_Task statement_
Every line holding "built" should be copied from the records below.

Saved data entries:
---

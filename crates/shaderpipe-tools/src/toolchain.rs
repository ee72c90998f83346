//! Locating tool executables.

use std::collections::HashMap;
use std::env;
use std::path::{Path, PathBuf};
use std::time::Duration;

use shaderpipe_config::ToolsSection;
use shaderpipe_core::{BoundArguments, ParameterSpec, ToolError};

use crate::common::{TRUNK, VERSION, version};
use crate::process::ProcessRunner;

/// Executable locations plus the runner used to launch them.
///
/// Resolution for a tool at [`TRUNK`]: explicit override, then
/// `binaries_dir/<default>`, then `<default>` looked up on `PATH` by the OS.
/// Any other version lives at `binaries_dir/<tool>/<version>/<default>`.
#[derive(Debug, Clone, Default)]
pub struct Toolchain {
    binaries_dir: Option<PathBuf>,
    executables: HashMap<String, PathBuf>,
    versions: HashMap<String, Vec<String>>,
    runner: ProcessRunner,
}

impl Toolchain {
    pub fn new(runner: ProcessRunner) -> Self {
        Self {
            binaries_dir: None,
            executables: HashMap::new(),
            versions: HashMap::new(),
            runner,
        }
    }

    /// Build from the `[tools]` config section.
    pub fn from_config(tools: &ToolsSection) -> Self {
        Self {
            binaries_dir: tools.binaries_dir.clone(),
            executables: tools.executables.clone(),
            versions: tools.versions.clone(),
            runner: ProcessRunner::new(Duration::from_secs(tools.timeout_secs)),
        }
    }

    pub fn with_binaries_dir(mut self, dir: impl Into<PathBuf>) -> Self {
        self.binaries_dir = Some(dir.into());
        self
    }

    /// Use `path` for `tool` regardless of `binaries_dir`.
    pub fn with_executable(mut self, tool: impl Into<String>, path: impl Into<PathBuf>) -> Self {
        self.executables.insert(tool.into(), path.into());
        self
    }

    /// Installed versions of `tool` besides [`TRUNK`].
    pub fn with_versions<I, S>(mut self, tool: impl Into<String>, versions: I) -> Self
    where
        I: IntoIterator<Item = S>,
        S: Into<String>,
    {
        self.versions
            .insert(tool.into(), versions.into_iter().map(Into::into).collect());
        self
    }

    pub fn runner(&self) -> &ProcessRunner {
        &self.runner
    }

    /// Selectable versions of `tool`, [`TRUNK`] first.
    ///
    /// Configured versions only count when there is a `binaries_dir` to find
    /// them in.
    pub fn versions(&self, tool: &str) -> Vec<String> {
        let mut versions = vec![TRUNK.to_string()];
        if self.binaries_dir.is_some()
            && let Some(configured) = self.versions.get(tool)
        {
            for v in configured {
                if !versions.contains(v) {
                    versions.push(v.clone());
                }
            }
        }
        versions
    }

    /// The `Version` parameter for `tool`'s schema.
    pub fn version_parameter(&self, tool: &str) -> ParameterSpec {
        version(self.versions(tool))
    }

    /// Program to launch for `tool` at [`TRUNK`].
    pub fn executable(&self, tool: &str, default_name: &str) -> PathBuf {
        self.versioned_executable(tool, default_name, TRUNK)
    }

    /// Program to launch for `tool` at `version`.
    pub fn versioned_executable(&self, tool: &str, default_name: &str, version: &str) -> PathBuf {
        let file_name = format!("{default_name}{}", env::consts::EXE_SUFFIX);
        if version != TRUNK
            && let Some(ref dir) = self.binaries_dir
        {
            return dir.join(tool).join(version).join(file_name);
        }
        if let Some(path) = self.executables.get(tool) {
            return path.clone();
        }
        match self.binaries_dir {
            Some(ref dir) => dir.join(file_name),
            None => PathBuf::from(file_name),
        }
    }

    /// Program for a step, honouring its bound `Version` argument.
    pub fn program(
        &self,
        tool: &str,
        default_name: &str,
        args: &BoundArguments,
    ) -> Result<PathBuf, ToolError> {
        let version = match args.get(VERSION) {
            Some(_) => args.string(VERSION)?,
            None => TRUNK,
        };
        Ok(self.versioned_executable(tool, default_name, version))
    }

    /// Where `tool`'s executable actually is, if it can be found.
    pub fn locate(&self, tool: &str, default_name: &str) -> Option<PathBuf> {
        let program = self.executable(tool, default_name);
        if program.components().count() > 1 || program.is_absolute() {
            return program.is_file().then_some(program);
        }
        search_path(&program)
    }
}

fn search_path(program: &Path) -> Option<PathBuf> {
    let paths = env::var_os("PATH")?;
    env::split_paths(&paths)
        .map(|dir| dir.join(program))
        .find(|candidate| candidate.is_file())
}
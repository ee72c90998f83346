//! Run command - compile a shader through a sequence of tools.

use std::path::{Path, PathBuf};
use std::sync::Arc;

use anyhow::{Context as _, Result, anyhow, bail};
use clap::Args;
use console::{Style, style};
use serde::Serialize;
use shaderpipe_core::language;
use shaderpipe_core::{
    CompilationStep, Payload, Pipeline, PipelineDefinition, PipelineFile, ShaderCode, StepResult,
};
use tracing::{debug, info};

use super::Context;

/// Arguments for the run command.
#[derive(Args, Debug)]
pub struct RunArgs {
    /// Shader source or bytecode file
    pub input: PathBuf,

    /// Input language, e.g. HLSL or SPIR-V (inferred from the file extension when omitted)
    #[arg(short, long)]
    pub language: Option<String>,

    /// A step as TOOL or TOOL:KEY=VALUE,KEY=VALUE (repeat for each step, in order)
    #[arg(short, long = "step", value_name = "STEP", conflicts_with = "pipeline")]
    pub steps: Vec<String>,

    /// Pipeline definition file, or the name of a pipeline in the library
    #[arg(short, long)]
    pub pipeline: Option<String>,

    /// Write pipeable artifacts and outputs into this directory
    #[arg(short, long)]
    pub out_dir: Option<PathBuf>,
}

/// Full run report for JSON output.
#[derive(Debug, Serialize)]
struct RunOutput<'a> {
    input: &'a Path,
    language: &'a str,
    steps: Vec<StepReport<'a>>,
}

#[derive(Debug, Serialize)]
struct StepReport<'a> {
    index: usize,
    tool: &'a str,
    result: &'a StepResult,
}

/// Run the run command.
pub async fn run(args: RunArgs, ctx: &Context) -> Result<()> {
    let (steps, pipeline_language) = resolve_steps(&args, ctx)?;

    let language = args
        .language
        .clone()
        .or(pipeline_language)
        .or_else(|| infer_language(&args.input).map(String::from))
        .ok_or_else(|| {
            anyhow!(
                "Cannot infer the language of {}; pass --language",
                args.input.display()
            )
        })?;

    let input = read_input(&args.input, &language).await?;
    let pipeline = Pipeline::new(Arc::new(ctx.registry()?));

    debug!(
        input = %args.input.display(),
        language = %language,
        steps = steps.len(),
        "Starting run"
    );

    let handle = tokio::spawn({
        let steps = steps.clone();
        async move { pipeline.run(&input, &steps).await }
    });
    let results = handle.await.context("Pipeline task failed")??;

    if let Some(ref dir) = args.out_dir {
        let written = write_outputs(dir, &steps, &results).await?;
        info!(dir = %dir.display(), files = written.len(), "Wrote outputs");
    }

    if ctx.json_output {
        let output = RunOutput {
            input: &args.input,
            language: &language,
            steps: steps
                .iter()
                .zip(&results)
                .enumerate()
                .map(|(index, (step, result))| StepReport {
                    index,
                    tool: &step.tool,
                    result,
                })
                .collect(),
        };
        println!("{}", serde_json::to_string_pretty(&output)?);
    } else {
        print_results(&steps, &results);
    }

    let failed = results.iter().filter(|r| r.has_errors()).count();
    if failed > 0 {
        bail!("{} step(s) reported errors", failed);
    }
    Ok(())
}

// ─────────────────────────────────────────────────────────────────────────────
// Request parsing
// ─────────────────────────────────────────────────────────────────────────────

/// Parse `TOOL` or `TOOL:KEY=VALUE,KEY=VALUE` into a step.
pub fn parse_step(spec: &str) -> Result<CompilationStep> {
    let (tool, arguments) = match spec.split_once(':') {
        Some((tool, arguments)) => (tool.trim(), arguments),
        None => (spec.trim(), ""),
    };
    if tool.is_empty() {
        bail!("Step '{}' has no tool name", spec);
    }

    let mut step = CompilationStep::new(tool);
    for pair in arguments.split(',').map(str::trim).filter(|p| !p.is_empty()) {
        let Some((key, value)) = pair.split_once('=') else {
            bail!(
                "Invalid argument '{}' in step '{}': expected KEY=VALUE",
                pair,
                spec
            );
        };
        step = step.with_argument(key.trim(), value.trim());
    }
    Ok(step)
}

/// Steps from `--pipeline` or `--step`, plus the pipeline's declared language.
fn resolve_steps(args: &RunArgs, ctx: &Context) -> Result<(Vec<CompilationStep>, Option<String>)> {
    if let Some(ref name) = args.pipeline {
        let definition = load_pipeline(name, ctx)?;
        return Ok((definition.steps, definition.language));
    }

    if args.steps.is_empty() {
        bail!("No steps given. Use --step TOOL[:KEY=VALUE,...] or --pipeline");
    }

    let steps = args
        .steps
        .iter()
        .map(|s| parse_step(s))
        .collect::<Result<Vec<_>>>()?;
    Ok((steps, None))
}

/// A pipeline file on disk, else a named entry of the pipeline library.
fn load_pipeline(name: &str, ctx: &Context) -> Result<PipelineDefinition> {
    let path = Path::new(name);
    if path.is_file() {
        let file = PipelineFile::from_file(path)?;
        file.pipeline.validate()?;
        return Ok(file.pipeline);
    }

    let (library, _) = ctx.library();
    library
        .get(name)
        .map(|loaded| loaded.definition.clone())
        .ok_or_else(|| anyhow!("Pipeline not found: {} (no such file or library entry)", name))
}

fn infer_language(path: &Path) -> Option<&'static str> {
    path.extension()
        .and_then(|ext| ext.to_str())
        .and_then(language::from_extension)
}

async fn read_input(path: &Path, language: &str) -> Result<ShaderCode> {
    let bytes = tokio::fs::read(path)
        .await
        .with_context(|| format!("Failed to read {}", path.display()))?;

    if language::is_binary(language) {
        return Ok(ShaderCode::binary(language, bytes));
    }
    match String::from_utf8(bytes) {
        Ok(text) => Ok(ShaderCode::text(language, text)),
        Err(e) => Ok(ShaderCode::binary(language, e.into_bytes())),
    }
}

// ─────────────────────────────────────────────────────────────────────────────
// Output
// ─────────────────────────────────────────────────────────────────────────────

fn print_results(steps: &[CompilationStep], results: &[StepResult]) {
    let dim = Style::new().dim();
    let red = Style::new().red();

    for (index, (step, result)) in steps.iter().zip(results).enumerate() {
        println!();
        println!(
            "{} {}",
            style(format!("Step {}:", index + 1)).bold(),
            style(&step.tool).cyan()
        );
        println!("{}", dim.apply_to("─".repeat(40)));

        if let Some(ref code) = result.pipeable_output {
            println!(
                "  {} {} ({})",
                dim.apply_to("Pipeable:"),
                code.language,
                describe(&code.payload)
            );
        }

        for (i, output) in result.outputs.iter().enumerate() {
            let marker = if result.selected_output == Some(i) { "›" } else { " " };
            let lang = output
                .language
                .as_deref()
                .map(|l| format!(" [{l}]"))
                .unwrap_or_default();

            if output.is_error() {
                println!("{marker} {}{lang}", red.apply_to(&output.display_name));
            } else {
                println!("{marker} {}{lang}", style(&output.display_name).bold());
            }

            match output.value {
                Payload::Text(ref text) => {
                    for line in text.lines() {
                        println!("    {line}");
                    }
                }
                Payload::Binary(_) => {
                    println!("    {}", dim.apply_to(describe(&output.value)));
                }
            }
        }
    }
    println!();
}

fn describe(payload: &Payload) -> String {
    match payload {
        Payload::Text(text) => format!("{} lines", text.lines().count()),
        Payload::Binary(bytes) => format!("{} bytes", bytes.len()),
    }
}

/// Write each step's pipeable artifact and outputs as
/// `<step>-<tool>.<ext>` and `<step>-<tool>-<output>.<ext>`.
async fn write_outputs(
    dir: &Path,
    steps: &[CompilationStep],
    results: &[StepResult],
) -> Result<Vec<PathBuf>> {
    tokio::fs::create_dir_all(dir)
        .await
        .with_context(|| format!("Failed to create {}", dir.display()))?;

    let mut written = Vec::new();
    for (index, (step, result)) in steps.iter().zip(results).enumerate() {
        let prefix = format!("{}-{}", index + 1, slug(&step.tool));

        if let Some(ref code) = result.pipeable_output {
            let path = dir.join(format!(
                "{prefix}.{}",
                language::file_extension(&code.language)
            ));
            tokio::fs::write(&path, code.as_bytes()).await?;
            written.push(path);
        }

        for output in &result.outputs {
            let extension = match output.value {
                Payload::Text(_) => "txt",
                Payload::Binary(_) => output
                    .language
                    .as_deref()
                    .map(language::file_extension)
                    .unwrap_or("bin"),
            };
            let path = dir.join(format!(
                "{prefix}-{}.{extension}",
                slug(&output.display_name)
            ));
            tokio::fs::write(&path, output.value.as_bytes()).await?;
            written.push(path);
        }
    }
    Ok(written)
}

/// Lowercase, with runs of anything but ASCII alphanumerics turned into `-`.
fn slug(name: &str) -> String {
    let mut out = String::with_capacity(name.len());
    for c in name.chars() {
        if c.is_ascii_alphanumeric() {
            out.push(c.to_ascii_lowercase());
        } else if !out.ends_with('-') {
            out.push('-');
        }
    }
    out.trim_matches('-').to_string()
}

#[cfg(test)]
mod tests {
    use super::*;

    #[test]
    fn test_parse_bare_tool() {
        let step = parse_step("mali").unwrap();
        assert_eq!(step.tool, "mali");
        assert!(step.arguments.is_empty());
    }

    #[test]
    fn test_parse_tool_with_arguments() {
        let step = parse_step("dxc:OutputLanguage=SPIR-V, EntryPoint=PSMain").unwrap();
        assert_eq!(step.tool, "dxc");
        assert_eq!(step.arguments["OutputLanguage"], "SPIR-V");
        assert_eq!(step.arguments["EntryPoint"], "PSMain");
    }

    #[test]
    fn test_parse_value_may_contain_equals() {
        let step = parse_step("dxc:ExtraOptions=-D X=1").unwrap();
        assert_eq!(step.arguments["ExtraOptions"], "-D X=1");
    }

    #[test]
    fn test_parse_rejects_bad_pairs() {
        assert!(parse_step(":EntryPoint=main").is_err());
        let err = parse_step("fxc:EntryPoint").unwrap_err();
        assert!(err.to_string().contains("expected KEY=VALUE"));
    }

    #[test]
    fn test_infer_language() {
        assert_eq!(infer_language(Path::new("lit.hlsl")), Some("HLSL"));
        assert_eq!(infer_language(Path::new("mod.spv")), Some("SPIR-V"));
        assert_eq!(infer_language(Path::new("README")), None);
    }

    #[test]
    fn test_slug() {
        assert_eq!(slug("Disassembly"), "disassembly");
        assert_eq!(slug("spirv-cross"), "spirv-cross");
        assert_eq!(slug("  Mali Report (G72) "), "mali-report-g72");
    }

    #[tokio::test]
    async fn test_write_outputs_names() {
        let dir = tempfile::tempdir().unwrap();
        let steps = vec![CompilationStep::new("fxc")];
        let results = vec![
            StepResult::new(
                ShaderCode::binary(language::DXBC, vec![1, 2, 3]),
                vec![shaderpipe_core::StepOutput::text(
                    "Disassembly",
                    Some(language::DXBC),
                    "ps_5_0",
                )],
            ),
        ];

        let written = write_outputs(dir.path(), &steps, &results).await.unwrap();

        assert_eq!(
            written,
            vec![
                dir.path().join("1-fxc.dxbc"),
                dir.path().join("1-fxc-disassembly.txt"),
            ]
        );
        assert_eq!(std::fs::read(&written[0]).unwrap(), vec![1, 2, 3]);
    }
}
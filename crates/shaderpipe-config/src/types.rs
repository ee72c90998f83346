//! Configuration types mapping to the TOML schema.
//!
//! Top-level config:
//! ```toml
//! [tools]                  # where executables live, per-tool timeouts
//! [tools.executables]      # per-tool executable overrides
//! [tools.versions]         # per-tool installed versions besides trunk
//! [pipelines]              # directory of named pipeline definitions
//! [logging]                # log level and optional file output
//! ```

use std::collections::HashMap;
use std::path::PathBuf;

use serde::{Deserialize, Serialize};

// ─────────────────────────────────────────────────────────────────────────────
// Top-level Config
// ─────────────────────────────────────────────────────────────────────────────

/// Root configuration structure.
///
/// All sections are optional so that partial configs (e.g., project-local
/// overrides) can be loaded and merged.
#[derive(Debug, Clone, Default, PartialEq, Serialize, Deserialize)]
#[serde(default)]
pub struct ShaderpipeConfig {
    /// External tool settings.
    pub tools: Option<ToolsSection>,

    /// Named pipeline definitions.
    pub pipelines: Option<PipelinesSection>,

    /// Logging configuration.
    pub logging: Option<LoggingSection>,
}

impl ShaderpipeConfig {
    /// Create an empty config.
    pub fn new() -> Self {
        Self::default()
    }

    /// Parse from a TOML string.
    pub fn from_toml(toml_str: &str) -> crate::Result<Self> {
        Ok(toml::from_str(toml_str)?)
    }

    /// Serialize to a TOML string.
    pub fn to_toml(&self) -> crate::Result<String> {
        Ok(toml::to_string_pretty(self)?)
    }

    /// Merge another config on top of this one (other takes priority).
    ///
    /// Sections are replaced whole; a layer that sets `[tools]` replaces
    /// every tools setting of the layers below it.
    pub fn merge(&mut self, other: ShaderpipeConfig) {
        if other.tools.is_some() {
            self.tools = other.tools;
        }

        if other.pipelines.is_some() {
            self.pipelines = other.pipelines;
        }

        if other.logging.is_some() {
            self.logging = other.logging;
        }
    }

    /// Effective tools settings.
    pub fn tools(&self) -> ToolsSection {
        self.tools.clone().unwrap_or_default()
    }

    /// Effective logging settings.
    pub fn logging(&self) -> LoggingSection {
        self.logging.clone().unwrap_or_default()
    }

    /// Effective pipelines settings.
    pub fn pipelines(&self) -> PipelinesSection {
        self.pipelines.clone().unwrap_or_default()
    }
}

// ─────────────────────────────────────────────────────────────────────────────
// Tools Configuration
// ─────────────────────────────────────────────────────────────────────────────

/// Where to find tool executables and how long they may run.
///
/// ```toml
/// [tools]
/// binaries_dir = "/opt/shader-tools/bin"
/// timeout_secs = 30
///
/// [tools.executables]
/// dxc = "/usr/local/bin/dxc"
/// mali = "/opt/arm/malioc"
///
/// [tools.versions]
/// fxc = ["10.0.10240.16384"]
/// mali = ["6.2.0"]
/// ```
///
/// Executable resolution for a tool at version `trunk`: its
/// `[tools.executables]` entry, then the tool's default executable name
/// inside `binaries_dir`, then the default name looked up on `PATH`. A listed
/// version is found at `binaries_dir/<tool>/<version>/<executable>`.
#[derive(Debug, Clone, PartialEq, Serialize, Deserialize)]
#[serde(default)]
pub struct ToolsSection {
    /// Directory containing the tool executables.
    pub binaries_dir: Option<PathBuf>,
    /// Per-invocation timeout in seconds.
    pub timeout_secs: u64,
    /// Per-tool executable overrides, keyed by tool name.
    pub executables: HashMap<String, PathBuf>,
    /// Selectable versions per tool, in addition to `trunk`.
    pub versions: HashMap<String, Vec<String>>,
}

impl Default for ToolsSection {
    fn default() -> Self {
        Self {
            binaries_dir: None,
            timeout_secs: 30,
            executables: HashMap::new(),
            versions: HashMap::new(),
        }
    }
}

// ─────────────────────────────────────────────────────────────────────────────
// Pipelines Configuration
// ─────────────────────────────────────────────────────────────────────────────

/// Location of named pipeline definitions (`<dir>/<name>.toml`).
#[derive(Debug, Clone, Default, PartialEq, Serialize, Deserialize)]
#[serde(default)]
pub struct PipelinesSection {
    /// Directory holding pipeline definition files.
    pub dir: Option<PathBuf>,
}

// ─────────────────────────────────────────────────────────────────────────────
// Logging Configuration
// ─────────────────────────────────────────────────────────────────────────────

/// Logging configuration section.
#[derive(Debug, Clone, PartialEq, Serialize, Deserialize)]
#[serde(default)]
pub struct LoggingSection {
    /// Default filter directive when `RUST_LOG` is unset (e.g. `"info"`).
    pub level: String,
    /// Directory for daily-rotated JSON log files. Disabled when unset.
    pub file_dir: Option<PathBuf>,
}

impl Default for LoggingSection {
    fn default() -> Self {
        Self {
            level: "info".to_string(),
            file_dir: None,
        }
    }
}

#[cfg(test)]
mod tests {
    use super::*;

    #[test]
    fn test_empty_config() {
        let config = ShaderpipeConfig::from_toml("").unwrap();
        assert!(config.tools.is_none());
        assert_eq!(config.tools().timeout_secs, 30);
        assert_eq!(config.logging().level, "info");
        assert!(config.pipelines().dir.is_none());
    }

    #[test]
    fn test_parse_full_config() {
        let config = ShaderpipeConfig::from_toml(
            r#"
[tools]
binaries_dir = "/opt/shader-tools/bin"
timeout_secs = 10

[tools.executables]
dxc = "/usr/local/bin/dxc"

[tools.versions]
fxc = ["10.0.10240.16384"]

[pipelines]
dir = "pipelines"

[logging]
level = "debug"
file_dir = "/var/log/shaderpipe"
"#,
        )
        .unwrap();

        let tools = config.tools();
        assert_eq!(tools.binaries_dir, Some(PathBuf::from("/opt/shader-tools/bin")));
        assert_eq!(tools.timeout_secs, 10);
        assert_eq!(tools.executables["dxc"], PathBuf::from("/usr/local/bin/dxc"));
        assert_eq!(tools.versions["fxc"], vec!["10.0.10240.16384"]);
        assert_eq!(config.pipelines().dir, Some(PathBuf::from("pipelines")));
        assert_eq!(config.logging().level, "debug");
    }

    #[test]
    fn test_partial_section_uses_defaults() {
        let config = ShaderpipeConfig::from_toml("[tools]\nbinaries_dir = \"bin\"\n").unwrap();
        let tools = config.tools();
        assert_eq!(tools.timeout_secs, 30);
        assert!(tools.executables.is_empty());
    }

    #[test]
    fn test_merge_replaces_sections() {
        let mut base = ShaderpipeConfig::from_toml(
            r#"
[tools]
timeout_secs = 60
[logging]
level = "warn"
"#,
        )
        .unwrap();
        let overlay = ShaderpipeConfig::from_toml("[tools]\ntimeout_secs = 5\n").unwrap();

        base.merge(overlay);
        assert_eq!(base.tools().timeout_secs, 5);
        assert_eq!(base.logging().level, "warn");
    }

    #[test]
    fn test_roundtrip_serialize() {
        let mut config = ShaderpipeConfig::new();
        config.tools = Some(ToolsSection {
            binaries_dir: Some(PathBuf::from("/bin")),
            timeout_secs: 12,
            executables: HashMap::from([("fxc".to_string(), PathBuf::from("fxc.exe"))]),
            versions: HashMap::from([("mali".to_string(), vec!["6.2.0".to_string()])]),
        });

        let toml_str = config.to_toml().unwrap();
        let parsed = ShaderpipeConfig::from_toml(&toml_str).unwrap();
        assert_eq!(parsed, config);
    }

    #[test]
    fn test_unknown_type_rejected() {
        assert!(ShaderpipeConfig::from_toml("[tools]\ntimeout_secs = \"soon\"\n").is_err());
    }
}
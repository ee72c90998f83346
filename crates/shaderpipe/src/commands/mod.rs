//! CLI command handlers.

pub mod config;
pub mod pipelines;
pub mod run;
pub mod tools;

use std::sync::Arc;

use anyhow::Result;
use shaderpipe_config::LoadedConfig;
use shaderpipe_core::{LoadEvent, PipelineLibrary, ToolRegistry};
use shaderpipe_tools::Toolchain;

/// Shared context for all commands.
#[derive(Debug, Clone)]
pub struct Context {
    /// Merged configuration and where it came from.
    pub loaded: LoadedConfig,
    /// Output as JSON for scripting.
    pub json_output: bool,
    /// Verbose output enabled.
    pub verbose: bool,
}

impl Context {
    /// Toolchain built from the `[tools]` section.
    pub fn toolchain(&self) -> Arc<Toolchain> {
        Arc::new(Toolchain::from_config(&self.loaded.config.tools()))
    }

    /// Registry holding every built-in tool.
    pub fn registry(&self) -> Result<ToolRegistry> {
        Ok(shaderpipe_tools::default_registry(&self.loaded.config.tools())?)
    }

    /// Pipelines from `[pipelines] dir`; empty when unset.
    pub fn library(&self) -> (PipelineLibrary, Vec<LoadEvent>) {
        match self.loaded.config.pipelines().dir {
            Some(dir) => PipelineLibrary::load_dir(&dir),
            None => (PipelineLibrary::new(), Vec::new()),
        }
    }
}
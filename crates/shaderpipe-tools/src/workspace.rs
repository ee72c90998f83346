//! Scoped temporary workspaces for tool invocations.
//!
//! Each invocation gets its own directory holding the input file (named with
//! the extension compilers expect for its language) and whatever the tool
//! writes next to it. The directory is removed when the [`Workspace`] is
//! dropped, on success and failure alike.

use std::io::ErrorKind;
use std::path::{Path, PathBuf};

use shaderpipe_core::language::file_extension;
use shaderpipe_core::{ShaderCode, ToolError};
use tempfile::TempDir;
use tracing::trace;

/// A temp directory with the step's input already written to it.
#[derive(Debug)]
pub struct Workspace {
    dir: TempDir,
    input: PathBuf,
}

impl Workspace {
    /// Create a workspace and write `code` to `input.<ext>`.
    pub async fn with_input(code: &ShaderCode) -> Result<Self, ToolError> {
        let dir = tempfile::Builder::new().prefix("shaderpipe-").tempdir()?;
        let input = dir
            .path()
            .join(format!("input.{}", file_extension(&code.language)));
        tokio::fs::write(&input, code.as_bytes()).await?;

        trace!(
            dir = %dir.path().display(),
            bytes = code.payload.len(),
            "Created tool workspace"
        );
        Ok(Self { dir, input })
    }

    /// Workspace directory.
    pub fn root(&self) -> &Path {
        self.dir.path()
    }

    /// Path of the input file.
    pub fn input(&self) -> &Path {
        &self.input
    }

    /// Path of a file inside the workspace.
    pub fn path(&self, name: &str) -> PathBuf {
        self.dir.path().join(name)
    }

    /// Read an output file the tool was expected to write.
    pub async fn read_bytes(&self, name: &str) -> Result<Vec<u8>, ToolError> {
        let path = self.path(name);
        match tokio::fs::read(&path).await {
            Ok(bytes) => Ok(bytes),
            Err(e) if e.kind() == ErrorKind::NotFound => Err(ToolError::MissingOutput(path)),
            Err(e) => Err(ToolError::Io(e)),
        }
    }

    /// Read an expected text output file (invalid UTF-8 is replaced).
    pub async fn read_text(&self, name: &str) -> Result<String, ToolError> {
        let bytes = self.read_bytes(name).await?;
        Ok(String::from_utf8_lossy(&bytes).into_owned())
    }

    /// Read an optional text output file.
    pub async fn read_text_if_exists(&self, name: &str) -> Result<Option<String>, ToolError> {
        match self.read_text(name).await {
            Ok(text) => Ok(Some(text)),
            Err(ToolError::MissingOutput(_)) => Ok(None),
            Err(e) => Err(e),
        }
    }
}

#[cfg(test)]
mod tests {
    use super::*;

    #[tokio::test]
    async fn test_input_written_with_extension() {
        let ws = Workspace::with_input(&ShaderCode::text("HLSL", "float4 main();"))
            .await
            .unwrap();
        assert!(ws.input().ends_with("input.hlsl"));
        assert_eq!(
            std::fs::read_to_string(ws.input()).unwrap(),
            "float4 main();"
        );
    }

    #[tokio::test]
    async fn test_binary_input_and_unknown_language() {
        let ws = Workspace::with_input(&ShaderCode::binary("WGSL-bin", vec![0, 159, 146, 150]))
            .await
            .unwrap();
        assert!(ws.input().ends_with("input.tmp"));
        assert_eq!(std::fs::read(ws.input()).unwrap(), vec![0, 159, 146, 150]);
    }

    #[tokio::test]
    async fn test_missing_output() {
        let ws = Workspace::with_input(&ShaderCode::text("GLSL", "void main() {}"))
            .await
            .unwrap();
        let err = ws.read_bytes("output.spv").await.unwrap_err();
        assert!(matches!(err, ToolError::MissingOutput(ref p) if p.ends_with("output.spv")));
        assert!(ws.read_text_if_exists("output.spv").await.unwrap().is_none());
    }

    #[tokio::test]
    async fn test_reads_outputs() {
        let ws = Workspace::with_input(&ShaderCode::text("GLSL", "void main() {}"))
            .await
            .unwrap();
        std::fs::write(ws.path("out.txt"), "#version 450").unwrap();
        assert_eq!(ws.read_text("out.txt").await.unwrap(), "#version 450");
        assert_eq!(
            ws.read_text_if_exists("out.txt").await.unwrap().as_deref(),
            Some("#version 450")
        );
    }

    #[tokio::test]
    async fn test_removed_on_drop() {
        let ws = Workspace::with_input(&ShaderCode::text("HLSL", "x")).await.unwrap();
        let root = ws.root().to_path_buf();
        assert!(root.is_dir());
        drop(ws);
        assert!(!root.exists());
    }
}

---

_Your solution_
    /// Toolchain built from the `[tools]` section.
    /// Registry holding every built-in tool.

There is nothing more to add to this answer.